2009-06-19Zeitschriftenartikel DOI: 10.1515/CCLM.2009.255
Isolation and expression of UB05, a Plasmodium falciparum antigen recognised by antibodies from semi-immune adults in a high transmission endemic area of the Cameroonian rainforest
Background: Antibodies in adults living in malaria endemic areas that target specific parasite antigens are implicated in protective immunity to infection and disease. This study aimed to identify, isolate and characterise targets of protective immunity in malaria. A Plasmodium falciparum antigen termed UB05 (Genbank Accession Number DQ235690: PlasmoDB PF10_ 0372) that had been isolated by immunoscreening with semi-immune sera was studied. Methods: Polymerase chain reaction, sequencing and bioinformatics were used to analyse the UB05 gene.
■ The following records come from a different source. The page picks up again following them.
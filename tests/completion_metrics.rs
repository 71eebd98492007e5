use kitchen_queue::application::QueueService;
use kitchen_queue::shared::metrics::METRICS;

// 本文件只有一个测试，全局计数器不受其他测试干扰
#[tokio::test]
async fn test_selected_completion_counts_as_completion() {
    let (service, handle) = QueueService::new();
    tokio::spawn(service.run());

    for line in ["ADD,1,Burger,10", "ADD,2,Fries,5", "VIP,3,Salad,1"] {
        handle.handle_line(line.to_string()).await.unwrap();
    }

    let completions = METRICS.completions_total.get();
    let cancellations = METRICS.cancellations_total.get();

    let outcome = handle.complete_selected(2).await.unwrap().unwrap();
    assert_eq!(outcome.removed.unwrap().id, 2);
    assert_eq!(METRICS.completions_total.get(), completions + 1);
    assert_eq!(METRICS.cancellations_total.get(), cancellations);

    handle.handle_line("CANCEL,1".to_string()).await.unwrap();
    assert_eq!(METRICS.completions_total.get(), completions + 1);
    assert_eq!(METRICS.cancellations_total.get(), cancellations + 1);

    // 不存在的订单不计数
    assert!(handle.complete_selected(2).await.unwrap().is_err());
    assert_eq!(METRICS.completions_total.get(), completions + 1);
}
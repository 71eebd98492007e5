/// Queue Service - single-writer owner of the kitchen queue
///
/// Network front ends never touch the queue directly. They hold a
/// `QueueHandle` and send requests over an MPSC channel to one task that
/// owns the `Dispatcher`; each request carries a oneshot channel for its
/// reply. Requests are applied strictly one at a time, in arrival order.
///
/// ## Usage
/// ```rust,ignore
/// use kitchen_queue::application::service::QueueService;
///
/// let (service, handle) = QueueService::new();
/// tokio::spawn(service.run());
/// let response = handle.handle_line("ADD,1,Burger,10".into()).await?;
/// ```

use super::dispatcher::{CommandError, Dispatcher, Outcome};
use crate::shared::protocol::{Command, OrderRecord};
use thiserror::Error;
use tokio::sync::mpsc::{self, UnboundedReceiver, UnboundedSender};
use tokio::sync::oneshot;

/// Requests the service task can receive
#[derive(Debug)]
pub enum ServiceRequest {
    /// Apply a typed command.
    Execute {
        command: Command,
        reply: oneshot::Sender<Result<Outcome, CommandError>>,
    },
    /// Parse and apply a protocol line, answering with the response line.
    Line {
        line: String,
        reply: oneshot::Sender<Option<String>>,
    },
    /// Remove an order by id and count it as completed.
    CompleteSelected {
        id: i64,
        reply: oneshot::Sender<Result<Outcome, CommandError>>,
    },
    /// Read the queue without changing it.
    Snapshot {
        reply: oneshot::Sender<Vec<OrderRecord>>,
    },
}

#[derive(Debug, Clone, PartialEq, Eq, Error)]
pub enum ServiceError {
    #[error("queue service is not running")]
    Closed,
}

/// Cloneable sender side of the queue service.
#[derive(Debug, Clone)]
pub struct QueueHandle {
    sender: UnboundedSender<ServiceRequest>,
}

impl QueueHandle {
    pub async fn execute(&self, command: Command) -> Result<Result<Outcome, CommandError>, ServiceError> {
        self.request(|reply| ServiceRequest::Execute { command, reply }).await
    }

    pub async fn handle_line(&self, line: String) -> Result<Option<String>, ServiceError> {
        self.request(|reply| ServiceRequest::Line { line, reply }).await
    }

    pub async fn complete_selected(&self, id: i64) -> Result<Result<Outcome, CommandError>, ServiceError> {
        self.request(|reply| ServiceRequest::CompleteSelected { id, reply }).await
    }

    pub async fn snapshot(&self) -> Result<Vec<OrderRecord>, ServiceError> {
        self.request(|reply| ServiceRequest::Snapshot { reply }).await
    }

    async fn request<T>(
        &self,
        build: impl FnOnce(oneshot::Sender<T>) -> ServiceRequest,
    ) -> Result<T, ServiceError> {
        let (reply_tx, reply_rx) = oneshot::channel();
        self.sender
            .send(build(reply_tx))
            .map_err(|_| ServiceError::Closed)?;
        reply_rx.await.map_err(|_| ServiceError::Closed)
    }
}

/// The task that owns the queue.
pub struct QueueService {
    dispatcher: Dispatcher,
    request_receiver: UnboundedReceiver<ServiceRequest>,
}

impl QueueService {
    /// Creates a service around an empty queue and its first handle.
    pub fn new() -> (Self, QueueHandle) {
        Self::with_dispatcher(Dispatcher::new())
    }

    pub fn with_dispatcher(dispatcher: Dispatcher) -> (Self, QueueHandle) {
        let (sender, request_receiver) = mpsc::unbounded_channel();
        let service = QueueService {
            dispatcher,
            request_receiver,
        };
        (service, QueueHandle { sender })
    }

    /// Runs until every `QueueHandle` has been dropped.
    pub async fn run(mut self) {
        tracing::info!("queue service started");
        while let Some(request) = self.request_receiver.recv().await {
            self.process(request);
        }
        tracing::info!(
            remaining = self.dispatcher.queue().len(),
            "queue service stopped"
        );
    }

    #[inline]
    fn process(&mut self, request: ServiceRequest) {
        // 请求方可能已经放弃等待，发送失败直接忽略
        match request {
            ServiceRequest::Execute { command, reply } => {
                let _ = reply.send(self.dispatcher.execute(command));
            }
            ServiceRequest::Line { line, reply } => {
                let _ = reply.send(self.dispatcher.handle_line(&line));
            }
            ServiceRequest::CompleteSelected { id, reply } => {
                let _ = reply.send(self.dispatcher.complete_by_id(id));
            }
            ServiceRequest::Snapshot { reply } => {
                let _ = reply.send(self.dispatcher.records());
            }
        }
    }
}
A specific mouse anti-UB05 antibody was used in parasite reinvasion growth/inhibition assays and in immunoflourescence to localise the antigen. In a cross-sectional study, enzyme linked immunosorbent assay was used to study immunoglobulin G (IgG) responses to the antigen. Results: The gene revealed significant homologies with gene sequences from Plasmodia and other apicomplexan parasites and had two alleles in the wild P. falciparum isolates. The antigen is expressed by schizonts and segmented merozoites. Mouse antibodies against it marginally inhibit in vitro invasion of erythrocytes by P. falciparum. The IgG responses to UB05 were found to be significantly lower (p<0.05) in the sera of children (2–5 years) compared with adults (>18 years), with or without parasitaemia. However, parasitaemia correlated inversely (r=0.7– 0.75) with serum anti-UB05 IgG concentrations. Furthermore, anti-UB05 IgG concentrations were lower in the sera of febrile patients (body temperature >37.5°C) than their non-febrile counterparts regardless of parasitaemia status. Conclusions: These results are compatible with a role for UB05 in the development of immunity and as a marker of protective immunity to malaria. Clin Chem Lab Med 2009;47:1147–58.